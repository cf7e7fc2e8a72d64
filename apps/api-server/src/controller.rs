//! Application controller - turns submissions into stored, scheduled posts.
//!
//! Order within one submission: validate, mutate the store, persist, then
//! (re)start the promotion scheduler.

use std::sync::Arc;
use std::sync::atomic::{AtomicUsize, Ordering};

use chrono::FixedOffset;
use tokio::sync::{Mutex, watch};

use quill_core::feed::project;
use quill_core::ports::{Clock, KeyValueStore, Notifier};
use quill_core::validation::validate;
use quill_core::{DomainError, Draft, Post, PostStatus, PostStore, Posts, SubmitError};
use quill_infra::{PersistenceGateway, PromotionScheduler, SharedStore};

use crate::config::PipelineConfig;

pub const SUCCESS_MESSAGE: &str = "Post scheduled successfully!";
pub const FAILURE_MESSAGE: &str = "Failed to schedule post. Please try again.";

pub struct Controller {
    store: SharedStore,
    gateway: Arc<PersistenceGateway>,
    scheduler: Mutex<PromotionScheduler>,
    clock: Arc<dyn Clock>,
    notifier: Arc<dyn Notifier>,
    zone: FixedOffset,
    in_flight: AtomicUsize,
    updates: Arc<watch::Sender<Posts>>,
}

/// Counts one submission in flight until dropped, however the submission ends.
struct Submitting<'a>(&'a AtomicUsize);

impl<'a> Submitting<'a> {
    fn enter(count: &'a AtomicUsize) -> Self {
        count.fetch_add(1, Ordering::SeqCst);
        Self(count)
    }
}

impl Drop for Submitting<'_> {
    fn drop(&mut self) {
        self.0.fetch_sub(1, Ordering::SeqCst);
    }
}

impl Controller {
    /// Load persisted posts and wire the store, gateway and scheduler.
    ///
    /// The scheduler is left stopped; call [`Controller::resume`] to start it.
    pub fn new(
        storage: Arc<dyn KeyValueStore>,
        clock: Arc<dyn Clock>,
        notifier: Arc<dyn Notifier>,
        config: &PipelineConfig,
    ) -> Self {
        let gateway = Arc::new(PersistenceGateway::new(storage, config.storage_key.clone()));
        let posts = gateway.load();
        tracing::info!(count = posts.len(), "Posts restored");

        let store = PostStore::new(posts, config.zone);
        let updates = Arc::new(watch::channel(store.snapshot()).0);
        let store = Arc::new(Mutex::new(store));

        let sender = Arc::clone(&updates);
        let scheduler = PromotionScheduler::new(
            Arc::clone(&store),
            Arc::clone(&gateway),
            Arc::clone(&clock),
            config.scheduler.clone(),
        )
        .on_change(move |posts| {
            sender.send_replace(posts);
        });

        Self {
            store,
            gateway,
            scheduler: Mutex::new(scheduler),
            clock,
            notifier,
            zone: config.zone,
            in_flight: AtomicUsize::new(0),
            updates,
        }
    }

    /// Start promoting restored posts. Overdue ones are published at once.
    pub async fn resume(&self) {
        self.scheduler.lock().await.start().await;
    }

    /// Validate and store a draft, then notify the user of the outcome.
    ///
    /// Validation failures come back as field errors without touching the
    /// store or emitting a notification.
    pub async fn submit(&self, draft: Draft) -> Result<Post, SubmitError> {
        let _submitting = Submitting::enter(&self.in_flight);

        let now = self.clock.now();
        let normalized = validate(&draft, now, &self.zone).map_err(|errors| {
            tracing::debug!(%errors, "Draft rejected");
            SubmitError::Invalid(errors)
        })?;

        self.commit(|store| store.create(normalized, now)).await
    }

    async fn commit<F>(&self, mutate: F) -> Result<Post, SubmitError>
    where
        F: FnOnce(&mut PostStore) -> Result<Posts, DomainError>,
    {
        match self.apply(mutate).await {
            Ok(post) => {
                tracing::info!(
                    post_id = %post.id,
                    status = ?post.status,
                    scheduled_time = %post.scheduled_time,
                    "Post created"
                );
                self.notifier.success(SUCCESS_MESSAGE).await;
                Ok(post)
            }
            Err(e) => {
                tracing::error!(error = %e, "Failed to submit post");
                self.notifier.failure(FAILURE_MESSAGE).await;
                Err(e.into())
            }
        }
    }

    async fn apply<F>(&self, mutate: F) -> Result<Post, DomainError>
    where
        F: FnOnce(&mut PostStore) -> Result<Posts, DomainError>,
    {
        // Published under the store lock: subscribers see snapshots in store order.
        let post = {
            let mut store = self.store.lock().await;
            let posts = mutate(&mut store)?;
            self.gateway.save(&posts);
            let post = posts
                .first()
                .cloned()
                .ok_or_else(|| DomainError::Internal("store empty after insert".to_string()))?;
            self.updates.send_replace(posts);
            post
        };

        if post.status == PostStatus::Scheduled {
            self.scheduler.lock().await.start().await;
        }

        Ok(post)
    }

    /// Published posts, most recently due first.
    pub async fn feed(&self) -> Vec<Post> {
        let posts = self.posts().await;
        project(&posts, self.clock.now())
    }

    /// Every post in storage order.
    pub async fn posts(&self) -> Posts {
        self.store.lock().await.snapshot()
    }

    /// Follow the post collection as submissions and sweeps change it.
    pub fn subscribe(&self) -> watch::Receiver<Posts> {
        self.updates.subscribe()
    }

    /// True while at least one submission is being processed.
    pub fn is_submitting(&self) -> bool {
        self.in_flight.load(Ordering::SeqCst) > 0
    }

    pub async fn is_scheduler_running(&self) -> bool {
        self.scheduler.lock().await.is_running()
    }

    /// Stop the promotion scheduler.
    pub async fn shutdown(&self) {
        self.scheduler.lock().await.stop();
    }
}

#[cfg(test)]
mod tests {
    use super::*;
    use chrono::{DateTime, Duration, Utc};
    use quill_core::error::{Field, ValidationError};
    use quill_infra::{AnchoredClock, ChannelNotifier, InMemoryKeyValueStore, Notification};
    use tokio::sync::broadcast::error::TryRecvError;
    use tokio::sync::{Notify, oneshot};

    struct Harness {
        kv: Arc<InMemoryKeyValueStore>,
        clock: Arc<AnchoredClock>,
        notifier: Arc<ChannelNotifier>,
        controller: Controller,
    }

    fn config() -> PipelineConfig {
        PipelineConfig {
            zone: FixedOffset::east_opt(0).unwrap(),
            ..PipelineConfig::default()
        }
    }

    fn harness_with(kv: Arc<InMemoryKeyValueStore>, clock: Arc<AnchoredClock>) -> Harness {
        let notifier = Arc::new(ChannelNotifier::default());
        let controller = Controller::new(kv.clone(), clock.clone(), notifier.clone(), &config());
        Harness {
            kv,
            clock,
            notifier,
            controller,
        }
    }

    fn harness() -> Harness {
        harness_with(
            Arc::new(InMemoryKeyValueStore::new()),
            Arc::new(AnchoredClock::new()),
        )
    }

    /// Parks the first success signal until released.
    struct HoldingNotifier {
        entered: Notify,
        release: Mutex<Option<oneshot::Receiver<()>>>,
    }

    #[async_trait::async_trait]
    impl Notifier for HoldingNotifier {
        async fn success(&self, _message: &str) {
            let held = self.release.lock().await.take();
            if let Some(held) = held {
                self.entered.notify_one();
                let _ = held.await;
            }
        }

        async fn failure(&self, _message: &str) {}
    }

    fn at(now: DateTime<Utc>, secs: i64) -> String {
        (now + Duration::seconds(secs)).to_rfc3339()
    }

    #[tokio::test(start_paused = true)]
    async fn test_future_submission_is_scheduled() {
        let h = harness();
        let mut signals = h.notifier.subscribe();
        let now = h.clock.now();

        let post = h
            .controller
            .submit(Draft::new("Hello world", at(now, 60)))
            .await
            .unwrap();

        assert_eq!(post.status, PostStatus::Scheduled);
        assert_eq!(post.content, "Hello world");
        assert_eq!(h.controller.posts().await.len(), 1);
        assert!(h.controller.feed().await.is_empty());
        assert_eq!(h.kv.writes(), 1);
        assert!(h.controller.is_scheduler_running().await);
        assert!(!h.controller.is_submitting());
        assert_eq!(
            signals.try_recv().unwrap(),
            Notification::Success(SUCCESS_MESSAGE.to_string())
        );
    }

    #[tokio::test(start_paused = true)]
    async fn test_already_due_post_is_published_at_creation() {
        let h = harness();
        let now = h.clock.now();
        let draft = quill_core::NormalizedDraft {
            content: "Already due".to_string(),
            scheduled_time: now - Duration::seconds(60),
        };

        let post = h
            .controller
            .commit(|store| store.create(draft, now))
            .await
            .unwrap();

        assert_eq!(post.status, PostStatus::Published);
        let feed = h.controller.feed().await;
        assert_eq!(feed.len(), 1);
        assert_eq!(feed[0].content, "Already due");
        assert!(!h.controller.is_scheduler_running().await);
    }

    #[tokio::test(start_paused = true)]
    async fn test_past_submission_is_rejected() {
        let h = harness();
        let now = h.clock.now();

        let err = h
            .controller
            .submit(Draft::new("Already due", at(now, -60)))
            .await
            .unwrap_err();

        let SubmitError::Invalid(errors) = err else {
            panic!("expected field errors");
        };
        assert_eq!(
            errors.get(Field::ScheduledTime),
            Some(&ValidationError::NotInFuture)
        );
        assert!(h.controller.posts().await.is_empty());
    }

    #[tokio::test(start_paused = true)]
    async fn test_scheduled_post_is_promoted_by_ticks() {
        let h = harness();
        let mut updates = h.controller.subscribe();
        let now = h.clock.now();

        h.controller
            .submit(Draft::new("Soon", at(now, 1)))
            .await
            .unwrap();
        updates.mark_unchanged();
        assert_eq!(h.kv.writes(), 1);

        tokio::time::sleep(std::time::Duration::from_secs(2)).await;

        assert_eq!(h.kv.writes(), 2);
        assert!(updates.has_changed().unwrap());
        assert!(updates.borrow_and_update()[0].is_published());

        let feed = h.controller.feed().await;
        assert_eq!(feed.len(), 1);
        assert_eq!(feed[0].content, "Soon");
    }

    #[tokio::test(start_paused = true)]
    async fn test_empty_content_creates_nothing() {
        let h = harness();
        let mut signals = h.notifier.subscribe();
        let now = h.clock.now();

        let err = h
            .controller
            .submit(Draft::new("", at(now, 60)))
            .await
            .unwrap_err();

        let SubmitError::Invalid(errors) = err else {
            panic!("expected field errors");
        };
        assert_eq!(
            errors.messages().get("content").map(String::as_str),
            Some("Description is required")
        );
        assert!(h.controller.posts().await.is_empty());
        assert_eq!(h.kv.writes(), 0);
        assert!(matches!(signals.try_recv(), Err(TryRecvError::Empty)));
        assert!(!h.controller.is_scheduler_running().await);
    }

    #[tokio::test(start_paused = true)]
    async fn test_unexpected_failure_adds_nothing() {
        let h = harness();
        let now = h.clock.now();
        let post = h
            .controller
            .submit(Draft::new("Original", at(now, 60)))
            .await
            .unwrap();
        let mut signals = h.notifier.subscribe();
        let before = h.controller.posts().await;

        let err = h
            .controller
            .commit(|store| store.insert(post.clone()))
            .await
            .unwrap_err();

        assert!(matches!(err, SubmitError::Failed(DomainError::Duplicate(id)) if id == post.id));
        assert!(Arc::ptr_eq(&before, &h.controller.posts().await));
        assert_eq!(h.kv.writes(), 1);
        assert_eq!(
            signals.try_recv().unwrap(),
            Notification::Failure(FAILURE_MESSAGE.to_string())
        );
    }

    #[tokio::test(start_paused = true)]
    async fn test_resume_publishes_overdue_restored_posts() {
        let kv = Arc::new(InMemoryKeyValueStore::new());
        let clock = Arc::new(AnchoredClock::new());
        {
            let h = harness_with(kv.clone(), clock.clone());
            let now = h.clock.now();
            h.controller
                .submit(Draft::new("Restored", at(now, 1)))
                .await
                .unwrap();
            h.controller.shutdown().await;
        }

        tokio::time::advance(std::time::Duration::from_secs(5)).await;

        let h = harness_with(kv.clone(), clock);
        assert_eq!(h.controller.posts().await[0].status, PostStatus::Scheduled);

        h.controller.resume().await;
        assert!(h.controller.posts().await[0].is_published());
        assert_eq!(kv.writes(), 2);
        h.controller.shutdown().await;
        assert!(!h.controller.is_scheduler_running().await);
    }

    #[tokio::test(start_paused = true)]
    async fn test_submitting_stays_set_while_any_submission_is_pending() {
        let (release, held) = oneshot::channel();
        let notifier = Arc::new(HoldingNotifier {
            entered: Notify::new(),
            release: Mutex::new(Some(held)),
        });
        let clock = Arc::new(AnchoredClock::new());
        let controller = Controller::new(
            Arc::new(InMemoryKeyValueStore::new()),
            clock.clone(),
            notifier.clone(),
            &config(),
        );
        let now = clock.now();

        let first = controller.submit(Draft::new("First", at(now, 60)));
        let second = {
            let controller = &controller;
            let notifier = &notifier;
            async move {
                notifier.entered.notified().await;
                controller
                    .submit(Draft::new("Second", at(now, 120)))
                    .await
                    .unwrap();
                let pending = controller.is_submitting();
                release.send(()).unwrap();
                pending
            }
        };

        let (first, still_submitting) = tokio::join!(first, second);
        first.unwrap();
        assert!(still_submitting);
        assert!(!controller.is_submitting());
        assert_eq!(controller.posts().await.len(), 2);
        controller.shutdown().await;
    }

    #[tokio::test(start_paused = true)]
    async fn test_subscribers_hold_the_latest_stored_snapshot() {
        let h = harness();
        let updates = h.controller.subscribe();
        let now = h.clock.now();

        h.controller
            .submit(Draft::new("First", at(now, 60)))
            .await
            .unwrap();
        h.controller
            .submit(Draft::new("Second", at(now, 120)))
            .await
            .unwrap();

        let current = h.controller.posts().await;
        assert!(Arc::ptr_eq(&*updates.borrow(), &current));
        assert_eq!(current[0].content, "Second");
        h.controller.shutdown().await;
    }

    #[tokio::test(start_paused = true)]
    async fn test_resume_with_nothing_stored_stays_idle() {
        let h = harness();
        h.controller.resume().await;
        assert!(!h.controller.is_scheduler_running().await);
        assert!(h.controller.feed().await.is_empty());
    }
}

# # # #

[Activity]: Could you return all lines from the data above that contain the string "Ordering"?

[Answer space]:
use std::sync::atomic::{AtomicUsize, Ordering};
        count.fetch_add(1, Ordering::SeqCst);
        self.0.fetch_sub(1, Ordering::SeqCst);
        self.in_flight.load(Ordering::SeqCst) > 0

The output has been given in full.